Top of Provided material
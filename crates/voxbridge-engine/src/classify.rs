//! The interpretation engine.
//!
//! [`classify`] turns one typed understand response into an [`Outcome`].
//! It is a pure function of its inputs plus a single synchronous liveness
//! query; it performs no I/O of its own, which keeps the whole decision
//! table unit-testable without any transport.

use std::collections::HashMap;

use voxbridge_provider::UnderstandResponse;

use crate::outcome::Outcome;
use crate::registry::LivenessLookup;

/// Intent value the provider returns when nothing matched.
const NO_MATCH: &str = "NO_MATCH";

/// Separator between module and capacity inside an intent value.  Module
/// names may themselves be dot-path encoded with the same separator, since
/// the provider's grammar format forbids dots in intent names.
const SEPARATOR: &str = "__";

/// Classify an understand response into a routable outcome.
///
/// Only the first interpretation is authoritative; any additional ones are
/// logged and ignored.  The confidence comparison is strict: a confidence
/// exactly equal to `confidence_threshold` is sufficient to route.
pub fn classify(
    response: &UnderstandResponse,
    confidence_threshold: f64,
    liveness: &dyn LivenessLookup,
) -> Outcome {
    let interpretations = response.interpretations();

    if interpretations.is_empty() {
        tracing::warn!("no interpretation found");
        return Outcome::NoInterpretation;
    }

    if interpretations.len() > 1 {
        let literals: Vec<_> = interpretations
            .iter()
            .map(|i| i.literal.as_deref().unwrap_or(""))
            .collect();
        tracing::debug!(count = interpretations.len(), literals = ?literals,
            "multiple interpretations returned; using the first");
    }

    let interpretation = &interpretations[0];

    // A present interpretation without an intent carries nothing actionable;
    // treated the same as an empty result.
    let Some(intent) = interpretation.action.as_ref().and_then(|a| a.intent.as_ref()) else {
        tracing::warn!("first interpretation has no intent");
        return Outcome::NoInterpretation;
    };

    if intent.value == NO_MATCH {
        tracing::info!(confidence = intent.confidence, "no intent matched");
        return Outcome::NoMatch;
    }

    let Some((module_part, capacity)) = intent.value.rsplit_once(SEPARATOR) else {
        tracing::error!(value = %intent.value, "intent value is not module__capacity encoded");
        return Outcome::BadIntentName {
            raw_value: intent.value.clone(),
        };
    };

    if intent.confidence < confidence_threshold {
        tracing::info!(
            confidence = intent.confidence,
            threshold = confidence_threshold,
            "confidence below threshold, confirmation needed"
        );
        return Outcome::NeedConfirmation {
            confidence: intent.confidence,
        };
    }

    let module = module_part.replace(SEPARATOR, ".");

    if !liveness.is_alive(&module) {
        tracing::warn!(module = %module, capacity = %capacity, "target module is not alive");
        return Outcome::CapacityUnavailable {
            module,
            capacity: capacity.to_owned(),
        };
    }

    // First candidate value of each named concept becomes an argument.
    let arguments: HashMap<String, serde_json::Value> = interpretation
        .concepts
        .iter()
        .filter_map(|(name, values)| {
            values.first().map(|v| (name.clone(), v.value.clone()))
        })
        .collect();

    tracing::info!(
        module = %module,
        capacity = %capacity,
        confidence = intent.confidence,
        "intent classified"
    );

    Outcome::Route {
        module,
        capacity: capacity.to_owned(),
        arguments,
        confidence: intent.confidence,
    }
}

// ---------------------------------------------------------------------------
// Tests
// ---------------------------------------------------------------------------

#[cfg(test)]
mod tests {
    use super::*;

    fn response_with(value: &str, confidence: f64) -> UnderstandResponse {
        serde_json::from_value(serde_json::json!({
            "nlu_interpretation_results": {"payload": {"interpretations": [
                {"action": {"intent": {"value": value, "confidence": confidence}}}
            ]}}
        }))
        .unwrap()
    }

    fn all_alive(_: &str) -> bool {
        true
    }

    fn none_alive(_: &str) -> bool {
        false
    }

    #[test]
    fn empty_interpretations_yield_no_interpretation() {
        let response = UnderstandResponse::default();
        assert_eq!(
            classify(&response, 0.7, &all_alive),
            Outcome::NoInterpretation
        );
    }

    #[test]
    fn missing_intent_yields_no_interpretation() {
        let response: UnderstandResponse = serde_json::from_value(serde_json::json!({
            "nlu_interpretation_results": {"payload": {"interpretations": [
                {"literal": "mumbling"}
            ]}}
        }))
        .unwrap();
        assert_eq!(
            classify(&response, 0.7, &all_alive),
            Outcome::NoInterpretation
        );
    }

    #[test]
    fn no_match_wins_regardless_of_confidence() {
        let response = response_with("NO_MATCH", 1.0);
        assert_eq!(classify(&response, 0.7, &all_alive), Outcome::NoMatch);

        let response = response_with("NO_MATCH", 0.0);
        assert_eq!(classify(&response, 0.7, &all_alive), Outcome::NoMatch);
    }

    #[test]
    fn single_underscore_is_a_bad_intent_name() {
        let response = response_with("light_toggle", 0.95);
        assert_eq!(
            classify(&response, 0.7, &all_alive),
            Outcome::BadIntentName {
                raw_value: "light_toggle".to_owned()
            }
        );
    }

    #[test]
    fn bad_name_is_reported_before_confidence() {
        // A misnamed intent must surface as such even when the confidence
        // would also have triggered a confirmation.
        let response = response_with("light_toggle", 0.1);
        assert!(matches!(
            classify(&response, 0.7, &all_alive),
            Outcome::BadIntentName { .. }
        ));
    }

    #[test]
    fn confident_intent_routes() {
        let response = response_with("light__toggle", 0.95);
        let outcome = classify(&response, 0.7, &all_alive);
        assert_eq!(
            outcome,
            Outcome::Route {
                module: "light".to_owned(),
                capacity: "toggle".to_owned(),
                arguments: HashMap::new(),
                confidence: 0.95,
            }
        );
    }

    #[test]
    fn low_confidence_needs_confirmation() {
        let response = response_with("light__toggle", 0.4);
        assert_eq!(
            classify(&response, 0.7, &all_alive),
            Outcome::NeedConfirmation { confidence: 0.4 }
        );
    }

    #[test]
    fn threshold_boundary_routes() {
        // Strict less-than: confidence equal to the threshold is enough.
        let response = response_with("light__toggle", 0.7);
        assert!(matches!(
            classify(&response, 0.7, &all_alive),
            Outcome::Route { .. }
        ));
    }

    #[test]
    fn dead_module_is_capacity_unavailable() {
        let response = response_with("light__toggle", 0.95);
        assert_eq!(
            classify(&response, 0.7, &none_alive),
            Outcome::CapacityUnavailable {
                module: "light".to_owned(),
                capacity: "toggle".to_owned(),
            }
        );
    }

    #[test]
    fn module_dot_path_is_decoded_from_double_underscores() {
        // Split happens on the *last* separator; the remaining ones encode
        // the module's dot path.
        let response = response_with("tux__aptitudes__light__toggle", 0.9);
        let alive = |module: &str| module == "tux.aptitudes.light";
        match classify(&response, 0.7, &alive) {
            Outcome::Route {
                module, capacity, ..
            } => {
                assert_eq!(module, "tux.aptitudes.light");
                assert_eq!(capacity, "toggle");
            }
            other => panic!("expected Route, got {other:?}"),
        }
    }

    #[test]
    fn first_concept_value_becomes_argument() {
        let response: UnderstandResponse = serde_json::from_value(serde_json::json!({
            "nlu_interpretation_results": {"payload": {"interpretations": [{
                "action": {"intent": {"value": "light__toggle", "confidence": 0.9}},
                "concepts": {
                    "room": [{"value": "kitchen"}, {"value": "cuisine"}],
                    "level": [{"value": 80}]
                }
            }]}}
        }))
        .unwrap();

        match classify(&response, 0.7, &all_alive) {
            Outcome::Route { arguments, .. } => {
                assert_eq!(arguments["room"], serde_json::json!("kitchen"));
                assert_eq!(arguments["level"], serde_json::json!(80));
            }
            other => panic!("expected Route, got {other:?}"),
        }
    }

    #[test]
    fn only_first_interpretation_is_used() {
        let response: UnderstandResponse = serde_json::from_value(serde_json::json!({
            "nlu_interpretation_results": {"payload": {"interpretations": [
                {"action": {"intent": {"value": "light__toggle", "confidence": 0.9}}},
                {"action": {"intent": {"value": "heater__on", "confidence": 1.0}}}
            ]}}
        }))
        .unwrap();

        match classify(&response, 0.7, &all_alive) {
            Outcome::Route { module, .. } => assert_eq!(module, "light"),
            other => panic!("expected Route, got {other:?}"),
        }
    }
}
Bottom of Provided material
Your task
Each line carrying the string "room" should be copied out from the entries.

Exercise answer
                    "room": [{"value": "kitchen"}, {"value": "cuisine"}],
                assert_eq!(arguments["room"], serde_json::json!("kitchen"));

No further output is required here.